Collected data
--------------------------------

//! Stream reconnection backoff.
//!
//! Exponential delay with jitter, capped at a maximum. Attempts are
//! unbounded: a stream only ends when its consumer goes away or is cancelled.

use std::time::Duration;

use rand::Rng;

use super::config::StreamSettings;

/// Backoff parameters.
#[derive(Debug, Clone)]
pub struct BackoffConfig {
    /// Delay before the first reconnect.
    pub initial_delay: Duration,
    /// Upper bound on any delay (before jitter).
    pub max_delay: Duration,
    /// Growth factor per attempt.
    pub multiplier: f64,
    /// Jitter as a fraction of the delay (0.1 = ±10%).
    pub jitter_factor: f64,
}

impl Default for BackoffConfig {
    fn default() -> Self {
        Self::from(&StreamSettings::default())
    }
}

impl From<&StreamSettings> for BackoffConfig {
    fn from(settings: &StreamSettings) -> Self {
        Self {
            initial_delay: settings.reconnect_delay_initial,
            max_delay: settings.reconnect_delay_max,
            multiplier: settings.reconnect_delay_multiplier,
            jitter_factor: 0.1,
        }
    }
}

/// Per-stream backoff state.
#[derive(Debug)]
pub struct ReconnectBackoff {
    config: BackoffConfig,
    current_delay: Duration,
    attempts: u32,
}

impl ReconnectBackoff {
    /// Start at the initial delay.
    #[must_use]
    pub const fn new(config: BackoffConfig) -> Self {
        let current_delay = config.initial_delay;
        Self {
            config,
            current_delay,
            attempts: 0,
        }
    }

    /// Delay before the next reconnect; grows the following one.
    pub fn next_delay(&mut self) -> Duration {
        self.attempts = self.attempts.saturating_add(1);
        let delay = self.jittered(self.current_delay);

        let max_millis = u64::try_from(self.config.max_delay.as_millis()).unwrap_or(u64::MAX);
        let scaled = (self.current_delay.as_millis() as f64 * self.config.multiplier).round();
        let next_millis = if scaled.is_finite() {
            (scaled.max(0.0) as u64).min(max_millis)
        } else {
            max_millis
        };
        self.current_delay = Duration::from_millis(next_millis);

        delay
    }

    /// Return to the initial delay once a connection has delivered data.
    pub const fn reset(&mut self) {
        self.current_delay = self.config.initial_delay;
        self.attempts = 0;
    }

    /// Consecutive reconnects since the last reset.
    #[must_use]
    pub const fn attempts(&self) -> u32 {
        self.attempts
    }

    fn jittered(&self, delay: Duration) -> Duration {
        if self.config.jitter_factor <= 0.0 || delay.is_zero() {
            return delay;
        }
        let base = delay.as_millis() as f64;
        let range = base * self.config.jitter_factor;
        let jitter: f64 = rand::rng().random_range(-range..=range);
        Duration::from_millis((base + jitter).max(1.0) as u64)
    }
}
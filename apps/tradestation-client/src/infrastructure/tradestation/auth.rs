//! OAuth access-token lifecycle.
//!
//! One refresh is in flight at a time. Callers that queued behind it re-check
//! the cached token after acquiring the gate and reuse the fresh one.

use std::sync::Arc;
use std::sync::atomic::{AtomicU64, Ordering};
use std::time::{Duration, Instant};

use parking_lot::RwLock;
use tokio::sync::Mutex;

use super::api_types::TokenResponse;
use super::config::Credentials;
use super::http_client::{TradeStationHttpClient, error_message};
use crate::error::ClientError;
use crate::infrastructure::metrics;

/// Bearer token plus the instant it was issued.
///
/// A refresh produces a new value; existing clones are never mutated.
#[derive(Clone)]
pub struct AccessToken {
    secret: Arc<str>,
    refreshed_at: Instant,
    generation: u64,
}

impl AccessToken {
    /// Raw bearer value.
    #[must_use]
    pub fn secret(&self) -> &str {
        &self.secret
    }

    /// When the token was obtained.
    #[must_use]
    pub const fn refreshed_at(&self) -> Instant {
        self.refreshed_at
    }

    /// Refresh sequence number; 1 for the first token of a manager.
    #[must_use]
    pub const fn generation(&self) -> u64 {
        self.generation
    }

    /// Returns true if the token is younger than `window`.
    #[must_use]
    pub fn is_fresh(&self, window: Duration) -> bool {
        self.refreshed_at.elapsed() < window
    }
}

impl PartialEq for AccessToken {
    fn eq(&self, other: &Self) -> bool {
        self.generation == other.generation && self.secret == other.secret
    }
}

impl Eq for AccessToken {}

impl std::fmt::Debug for AccessToken {
    fn fmt(&self, f: &mut std::fmt::Formatter<'_>) -> std::fmt::Result {
        f.debug_struct("AccessToken")
            .field("secret", &"[REDACTED]")
            .field("refreshed_at", &self.refreshed_at)
            .field("generation", &self.generation)
            .finish()
    }
}

/// Owns the current access token and serializes refreshes.
#[derive(Debug)]
pub struct TokenManager {
    http: TradeStationHttpClient,
    token_url: String,
    credentials: Credentials,
    freshness: Duration,
    current: RwLock<Option<AccessToken>>,
    gate: Mutex<()>,
    generation: AtomicU64,
}

impl TokenManager {
    /// Create a manager with no token yet.
    #[must_use]
    pub fn new(
        http: TradeStationHttpClient,
        token_url: String,
        credentials: Credentials,
        freshness: Duration,
    ) -> Self {
        Self {
            http,
            token_url,
            credentials,
            freshness,
            current: RwLock::new(None),
            gate: Mutex::new(()),
            generation: AtomicU64::new(0),
        }
    }

    /// Return a fresh token, refreshing if needed or if `force` is set.
    ///
    /// Concurrent callers share a single refresh.
    pub async fn ensure_token(&self, force: bool) -> Result<AccessToken, ClientError> {
        let observed = {
            let current = self.current.read();
            if !force
                && let Some(token) = current.as_ref()
                && token.is_fresh(self.freshness)
            {
                return Ok(token.clone());
            }
            current.as_ref().map_or(0, AccessToken::generation)
        };

        let _guard = self.http.cancellable(async { Ok(self.gate.lock().await) }).await?;

        if let Some(token) = self.current.read().as_ref() {
            let replaced_while_waiting = token.generation != observed;
            if replaced_while_waiting || (!force && token.is_fresh(self.freshness)) {
                return Ok(token.clone());
            }
        }

        let token = self.refresh().await?;
        *self.current.write() = Some(token.clone());
        Ok(token)
    }

    /// Cached token without refreshing, if any.
    #[must_use]
    pub fn current(&self) -> Option<AccessToken> {
        self.current.read().clone()
    }

    async fn refresh(&self) -> Result<AccessToken, ClientError> {
        let form = [
            ("grant_type", "refresh_token"),
            ("client_id", self.credentials.api_key()),
            ("client_secret", self.credentials.api_secret()),
            ("refresh_token", self.credentials.refresh_token()),
        ];

        let (status, body) = self.http.post_form(&self.token_url, &form).await?;
        if !status.is_success() {
            tracing::warn!(status = status.as_u16(), "Token refresh rejected");
            return Err(ClientError::Authentication(format!(
                "HTTP {}: {}",
                status.as_u16(),
                error_message(status, &body)
            )));
        }

        let response: TokenResponse = serde_json::from_str(&body).map_err(|e| {
            ClientError::Authentication(format!("malformed token response: {e}"))
        })?;
        let secret = response
            .access_token
            .filter(|t| !t.is_empty())
            .ok_or_else(|| ClientError::Authentication("token response missing access_token".into()))?;

        let generation = self.generation.fetch_add(1, Ordering::SeqCst) + 1;
        metrics::record_token_refresh();
        tracing::info!(
            generation,
            expires_in = response.expires_in,
            "Refreshed access token"
        );

        Ok(AccessToken {
            secret: Arc::from(secret),
            refreshed_at: Instant::now(),
            generation,
        })
    }
}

--------------------------------

[Task]
Please restate the records in full, word for word.

[Solution for this task]
//! Stream reconnection backoff.
//!
//! Exponential delay with jitter, capped at a maximum. Attempts are
//! unbounded: a stream only ends when its consumer goes away or is cancelled.

use std::time::Duration;

use rand::Rng;

use super::config::StreamSettings;

/// Backoff parameters.
#[derive(Debug, Clone)]
pub struct BackoffConfig {
    /// Delay before the first reconnect.
    pub initial_delay: Duration,
    /// Upper bound on any delay (before jitter).
    pub max_delay: Duration,
    /// Growth factor per attempt.
    pub multiplier: f64,
    /// Jitter as a fraction of the delay (0.1 = ±10%).
    pub jitter_factor: f64,
}

impl Default for BackoffConfig {
    fn default() -> Self {
        Self::from(&StreamSettings::default())
    }
}

impl From<&StreamSettings> for BackoffConfig {
    fn from(settings: &StreamSettings) -> Self {
        Self {
            initial_delay: settings.reconnect_delay_initial,
            max_delay: settings.reconnect_delay_max,
            multiplier: settings.reconnect_delay_multiplier,
            jitter_factor: 0.1,
        }
    }
}

/// Per-stream backoff state.
#[derive(Debug)]
pub struct ReconnectBackoff {
    config: BackoffConfig,
    current_delay: Duration,
    attempts: u32,
}

impl ReconnectBackoff {
    /// Start at the initial delay.
    #[must_use]
    pub const fn new(config: BackoffConfig) -> Self {
        let current_delay = config.initial_delay;
        Self {
            config,
            current_delay,
            attempts: 0,
        }
    }

    /// Delay before the next reconnect; grows the following one.
    pub fn next_delay(&mut self) -> Duration {
        self.attempts = self.attempts.saturating_add(1);
        let delay = self.jittered(self.current_delay);

        let max_millis = u64::try_from(self.config.max_delay.as_millis()).unwrap_or(u64::MAX);
        let scaled = (self.current_delay.as_millis() as f64 * self.config.multiplier).round();
        let next_millis = if scaled.is_finite() {
            (scaled.max(0.0) as u64).min(max_millis)
        } else {
            max_millis
        };
        self.current_delay = Duration::from_millis(next_millis);

        delay
    }

    /// Return to the initial delay once a connection has delivered data.
    pub const fn reset(&mut self) {
        self.current_delay = self.config.initial_delay;
        self.attempts = 0;
    }

    /// Consecutive reconnects since the last reset.
    #[must_use]
    pub const fn attempts(&self) -> u32 {
        self.attempts
    }

    fn jittered(&self, delay: Duration) -> Duration {
        if self.config.jitter_factor <= 0.0 || delay.is_zero() {
            return delay;
        }
        let base = delay.as_millis() as f64;
        let range = base * self.config.jitter_factor;
        let jitter: f64 = rand::rng().random_range(-range..=range);
        Duration::from_millis((base + jitter).max(1.0) as u64)
    }
}
filename apps/tradestation-client/src/infrastructure/tradestation/auth.rs
//! OAuth access-token lifecycle.
//!
//! One refresh is in flight at a time. Callers that queued behind it re-check
//! the cached token after acquiring the gate and reuse the fresh one.

use std::sync::Arc;
use std::sync::atomic::{AtomicU64, Ordering};
use std::time::{Duration, Instant};

use parking_lot::RwLock;
use tokio::sync::Mutex;

use super::api_types::TokenResponse;
use super::config::Credentials;
use super::http_client::{TradeStationHttpClient, error_message};
use crate::error::ClientError;
use crate::infrastructure::metrics;

/// Bearer token plus the instant it was issued.
///
/// A refresh produces a new value; existing clones are never mutated.
#[derive(Clone)]
pub struct AccessToken {
    secret: Arc<str>,
    refreshed_at: Instant,
    generation: u64,
}

impl AccessToken {
    /// Raw bearer value.
    #[must_use]
    pub fn secret(&self) -> &str {
        &self.secret
    }

    /// When the token was obtained.
    #[must_use]
    pub const fn refreshed_at(&self) -> Instant {
        self.refreshed_at
    }

    /// Refresh sequence number; 1 for the first token of a manager.
    #[must_use]
    pub const fn generation(&self) -> u64 {
        self.generation
    }

    /// Returns true if the token is younger than `window`.
    #[must_use]
    pub fn is_fresh(&self, window: Duration) -> bool {
        self.refreshed_at.elapsed() < window
    }
}

impl PartialEq for AccessToken {
    fn eq(&self, other: &Self) -> bool {
        self.generation == other.generation && self.secret == other.secret
    }
}

impl Eq for AccessToken {}

impl std::fmt::Debug for AccessToken {
    fn fmt(&self, f: &mut std::fmt::Formatter<'_>) -> std::fmt::Result {
        f.debug_struct("AccessToken")
            .field("secret", &"[REDACTED]")
            .field("refreshed_at", &self.refreshed_at)
            .field("generation", &self.generation)
            .finish()
    }
}

/// Owns the current access token and serializes refreshes.
#[derive(Debug)]
pub struct TokenManager {
    http: TradeStationHttpClient,
    token_url: String,
    credentials: Credentials,
    freshness: Duration,
    current: RwLock<Option<AccessToken>>,
    gate: Mutex<()>,
    generation: AtomicU64,
}

impl TokenManager {
    /// Create a manager with no token yet.
    #[must_use]
    pub fn new(
        http: TradeStationHttpClient,
        token_url: String,
        credentials: Credentials,
        freshness: Duration,
    ) -> Self {
        Self {
            http,
            token_url,
            credentials,
            freshness,
            current: RwLock::new(None),
            gate: Mutex::new(()),
            generation: AtomicU64::new(0),
        }
    }

    /// Return a fresh token, refreshing if needed or if `force` is set.
    ///
    /// Concurrent callers share a single refresh.
    pub async fn ensure_token(&self, force: bool) -> Result<AccessToken, ClientError> {
        let observed = {
            let current = self.current.read();
            if !force
                && let Some(token) = current.as_ref()
                && token.is_fresh(self.freshness)
            {
                return Ok(token.clone());
            }
            current.as_ref().map_or(0, AccessToken::generation)
        };

        let _guard = self.http.cancellable(async { Ok(self.gate.lock().await) }).await?;

        if let Some(token) = self.current.read().as_ref() {
            let replaced_while_waiting = token.generation != observed;
            if replaced_while_waiting || (!force && token.is_fresh(self.freshness)) {
                return Ok(token.clone());
            }
        }

        let token = self.refresh().await?;
        *self.current.write() = Some(token.clone());
        Ok(token)
    }

    /// Cached token without refreshing, if any.
    #[must_use]
    pub fn current(&self) -> Option<AccessToken> {
        self.current.read().clone()
    }

    async fn refresh(&self) -> Result<AccessToken, ClientError> {
        let form = [
            ("grant_type", "refresh_token"),
            ("client_id", self.credentials.api_key()),
            ("client_secret", self.credentials.api_secret()),
            ("refresh_token", self.credentials.refresh_token()),
        ];

        let (status, body) = self.http.post_form(&self.token_url, &form).await?;
        if !status.is_success() {
            tracing::warn!(status = status.as_u16(), "Token refresh rejected");
            return Err(ClientError::Authentication(format!(
                "HTTP {}: {}",
                status.as_u16(),
                error_message(status, &body)
            )));
        }

        let response: TokenResponse = serde_json::from_str(&body).map_err(|e| {
            ClientError::Authentication(format!("malformed token response: {e}"))
        })?;
        let secret = response
            .access_token
            .filter(|t| !t.is_empty())
            .ok_or_else(|| ClientError::Authentication("token response missing access_token".into()))?;

        let generation = self.generation.fetch_add(1, Ordering::SeqCst) + 1;
        metrics::record_token_refresh();
        tracing::info!(
            generation,
            expires_in = response.expires_in,
            "Refreshed access token"
        );

        Ok(AccessToken {
            secret: Arc::from(secret),
            refreshed_at: Instant::now(),
            generation,
        })
    }
}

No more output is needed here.